And, of course, access to fresh water is essential, especially after exercise and during warmer weather.

  • Calories Per Day: 1000
  • Cups of Kibble Per Day:  ~2

Grooming and Shedding

Grooming and shedding are also important things to consider when getting an Australian German Shepherd mix.

They will have a medium-length double coat that will require at least weekly brushing throughout the year. This mix will shed moderately all year long therefore if you suffer from pet allergies this will not be an ideal dog for you.

Twice a year (in the spring and fall) they will shed their entire undercoat which will require daily brushing to avoid matting.
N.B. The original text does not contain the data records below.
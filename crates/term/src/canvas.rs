//! Pixel surface the projector paints into.
//!
//! [`Surface`] is the drawing contract of the projector; [`Canvas`] is the
//! in-memory RGB implementation that later gets downsampled to terminal
//! cells. Coordinates are floating-point surface pixels with the origin at
//! the top-left; anything outside the surface is clipped.

use crate::fb::Rgb;

/// Minimal 2-D drawing target.
pub trait Surface {
    fn width(&self) -> u32;
    fn height(&self) -> u32;

    /// Fill the whole surface.
    fn clear(&mut self, color: Rgb);

    fn fill_rect(&mut self, x: f64, y: f64, w: f64, h: f64, color: Rgb);

    /// One-pixel line between two points.
    fn stroke_line(&mut self, x1: f64, y1: f64, x2: f64, y2: f64, color: Rgb);

    fn fill_circle(&mut self, cx: f64, cy: f64, r: f64, color: Rgb);
}

/// Row-major RGB pixel buffer.
#[derive(Debug, Clone, PartialEq, Eq)]
pub struct Canvas {
    width: u32,
    height: u32,
    pixels: Vec<Rgb>,
}

impl Canvas {
    pub fn new(width: u32, height: u32) -> Self {
        Self {
            width,
            height,
            pixels: vec![Rgb::BLACK; (width as usize) * (height as usize)],
        }
    }

    pub fn pixels(&self) -> &[Rgb] {
        &self.pixels
    }

    #[inline(always)]
    fn idx(&self, x: i64, y: i64) -> Option<usize> {
        if x < 0 || y < 0 || x >= self.width as i64 || y >= self.height as i64 {
            return None;
        }
        Some((y as usize) * (self.width as usize) + (x as usize))
    }

    pub fn pixel(&self, x: u32, y: u32) -> Option<Rgb> {
        self.idx(x as i64, y as i64).map(|i| self.pixels[i])
    }

    #[inline]
    fn plot(&mut self, x: i64, y: i64, color: Rgb) {
        if let Some(i) = self.idx(x, y) {
            self.pixels[i] = color;
        }
    }

    /// Pixel span `[start, end)` covered by a real interval, clipped to `0..limit`.
    #[inline]
    fn span(start: f64, len: f64, limit: u32) -> (usize, usize) {
        let a = start.round().clamp(0.0, limit as f64) as usize;
        let b = (start + len).round().clamp(0.0, limit as f64) as usize;
        (a, b.max(a))
    }

    /// Mean color of the pixel block `[x0, x1) x [y0, y1)`.
    ///
    /// An empty or fully clipped block is black.
    pub fn average(&self, x0: u32, y0: u32, x1: u32, y1: u32) -> Rgb {
        let x1 = x1.min(self.width);
        let y1 = y1.min(self.height);
        if x0 >= x1 || y0 >= y1 {
            return Rgb::BLACK;
        }

        let (mut r, mut g, mut b) = (0u64, 0u64, 0u64);
        for y in y0..y1 {
            let row = (y as usize) * (self.width as usize);
            for p in &self.pixels[row + x0 as usize..row + x1 as usize] {
                r += p.r as u64;
                g += p.g as u64;
                b += p.b as u64;
            }
        }
        let n = ((x1 - x0) as u64) * ((y1 - y0) as u64);
        Rgb::new((r / n) as u8, (g / n) as u8, (b / n) as u8)
    }
}

impl Surface for Canvas {
    fn width(&self) -> u32 {
        self.width
    }

    fn height(&self) -> u32 {
        self.height
    }

    fn clear(&mut self, color: Rgb) {
        self.pixels.fill(color);
    }

    fn fill_rect(&mut self, x: f64, y: f64, w: f64, h: f64, color: Rgb) {
        if !(w > 0.0 && h > 0.0) {
            return;
        }
        let (x0, x1) = Self::span(x, w, self.width);
        let (y0, y1) = Self::span(y, h, self.height);
        let stride = self.width as usize;
        for row in y0..y1 {
            self.pixels[row * stride + x0..row * stride + x1].fill(color);
        }
    }

    fn stroke_line(&mut self, x1: f64, y1: f64, x2: f64, y2: f64, color: Rgb) {
        // Bresenham between the rounded endpoints.
        let (mut x, mut y) = (x1.round() as i64, y1.round() as i64);
        let (xe, ye) = (x2.round() as i64, y2.round() as i64);
        let dx = (xe - x).abs();
        let dy = -(ye - y).abs();
        let sx = if x < xe { 1 } else { -1 };
        let sy = if y < ye { 1 } else { -1 };
        let mut err = dx + dy;

        loop {
            self.plot(x, y, color);
            if x == xe && y == ye {
                break;
            }
            let e2 = 2 * err;
            if e2 >= dy {
                err += dy;
                x += sx;
            }
            if e2 <= dx {
                err += dx;
                y += sy;
            }
        }
    }

    fn fill_circle(&mut self, cx: f64, cy: f64, r: f64, color: Rgb) {
        if !(r > 0.0) {
            return;
        }
        let (x0, x1) = Self::span(cx - r, 2.0 * r, self.width);
        let (y0, y1) = Self::span(cy - r, 2.0 * r, self.height);
        let r2 = r * r;
        for py in y0..y1 {
            let fy = py as f64 + 0.5 - cy;
            for px in x0..x1 {
                let fx = px as f64 + 0.5 - cx;
                if fx * fx + fy * fy <= r2 {
                    self.pixels[py * self.width as usize + px] = color;
                }
            }
        }
    }
}

#[cfg(test)]
mod tests {
    use super::*;

    const RED: Rgb = Rgb::new(255, 0, 0);

    #[test]
    fn fill_rect_is_clipped_to_surface() {
        let mut c = Canvas::new(10, 10);
        c.fill_rect(-5.0, 8.0, 8.0, 10.0, RED);
        assert_eq!(c.pixel(0, 8), Some(RED));
        assert_eq!(c.pixel(2, 9), Some(RED));
        assert_eq!(c.pixel(3, 9), Some(Rgb::BLACK));
        assert_eq!(c.pixel(0, 7), Some(Rgb::BLACK));
    }

    #[test]
    fn fill_rect_rounds_fractional_edges() {
        let mut c = Canvas::new(10, 10);
        c.fill_rect(2.0, 1.4, 3.0, 2.2, RED); // rows round(1.4)=1 .. round(3.6)=4
        assert_eq!(c.pixel(2, 1), Some(RED));
        assert_eq!(c.pixel(4, 3), Some(RED));
        assert_eq!(c.pixel(5, 3), Some(Rgb::BLACK));
        assert_eq!(c.pixel(2, 4), Some(Rgb::BLACK));
    }

    #[test]
    fn degenerate_rect_draws_nothing() {
        let mut c = Canvas::new(4, 4);
        c.fill_rect(1.0, 1.0, 0.0, 3.0, RED);
        c.fill_rect(1.0, 1.0, 2.0, f64::NAN, RED);
        assert!(c.pixels().iter().all(|&p| p == Rgb::BLACK));
    }

    #[test]
    fn line_covers_both_endpoints() {
        let mut c = Canvas::new(10, 10);
        c.stroke_line(1.0, 1.0, 8.0, 5.0, RED);
        assert_eq!(c.pixel(1, 1), Some(RED));
        assert_eq!(c.pixel(8, 5), Some(RED));
        let lit = c.pixels().iter().filter(|&&p| p == RED).count();
        assert_eq!(lit, 8); // one pixel per column on a shallow line
    }

    #[test]
    fn line_partly_outside_is_clipped() {
        let mut c = Canvas::new(4, 4);
        c.stroke_line(-3.0, 1.0, 10.0, 1.0, RED);
        assert!((0..4).all(|x| c.pixel(x, 1) == Some(RED)));
    }

    #[test]
    fn circle_is_round() {
        let mut c = Canvas::new(20, 20);
        c.fill_circle(10.0, 10.0, 5.0, RED);
        assert_eq!(c.pixel(10, 10), Some(RED));
        assert_eq!(c.pixel(10, 5), Some(RED));
        assert_eq!(c.pixel(5, 5), Some(Rgb::BLACK)); // corner of the bounding box
        assert_eq!(c.pixel(10, 16), Some(Rgb::BLACK));
    }

    #[test]
    fn average_mixes_block() {
        let mut c = Canvas::new(2, 2);
        c.fill_rect(0.0, 0.0, 1.0, 2.0, Rgb::grey(200));
        assert_eq!(c.average(0, 0, 2, 2), Rgb::grey(100));
        assert_eq!(c.average(0, 0, 1, 1), Rgb::grey(200));
        assert_eq!(c.average(1, 1, 1, 2), Rgb::BLACK);
    }
}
At this time, you should expect to rake large clumps of undercoat from this dog.

Their ears stand upright and naturally collect a lot of dust and dirt. This can lead to ear infections therefore it is crucial to clean their ears at least once a week as well.

Bathing should be done as needed to avoid irritating the skin.

The Most Common Health Problems in Australian Shepherd German Shepherd Mix

This is normally a healthy mix but like any dog, issues can still arise. Below are the most common health issues that can affect the quality of life of a German and Australian Shepherd mix.

Hip Dysplasia

Prevalent in many large dog breeds including the Australian Shepherd German Shepherd Mix, hip dysplasia is a condition where the hip joint fails to develop correctly. This improper development often leads to arthritis or lameness, impacting the dog’s mobility and quality of life.

The symptoms, like difficulty in rising, reluctance to climb stairs, or a noticeable limp, can become more pronounced as the dog ages.

It’s typically a hereditary condition, though factors like obesity or rapid growth in puppyhood can exacerbate it.

  • Maintain a healthy weight to reduce joint stress.
  • Engage in regular, moderate exercise for muscle strength.
  • Consider supplements like glucosamine, with veterinary advice.
  • Regular veterinary check-ups for hip health.

Elbow Dysplasia

Elbow dysplasia in the Australian Shepherd German Shepherd Mix is a developmental disorder affecting the elbow joints, leading to pain, discomfort, and mobility issues. This condition is often evident through symptoms like limping, stiffness (particularly after resting), and limited motion in the front limbs.

Like hip dysplasia, it is primarily genetic but can also be influenced by rapid growth or improper nutrition during the dog’s developmental stages.

  • Ensure balanced nutrition to avoid rapid growth.
  • Limit strenuous exercise for puppies.
  • Regular veterinary visits for early detection.
  • Use orthopedic beds for joint support.


Epilepsy is a neurological disorder that can affect the Australian Shepherd German Shepherd Mix, leading to recurrent seizures. These seizures are characterized by symptoms such as uncontrollable shaking, loss of consciousness, and temporary confusion.

Epilepsy in dogs can be hereditary, but it may also be triggered by external factors like exposure to toxins or severe head injuries.

  • Regular veterinary check-ups for neurological health.
  • Keep a detailed seizure diary for treatment efficacy.
  • Administer vet-prescribed medications consistently.
  • Maintain a stress-free environment to avoid trigger seizures.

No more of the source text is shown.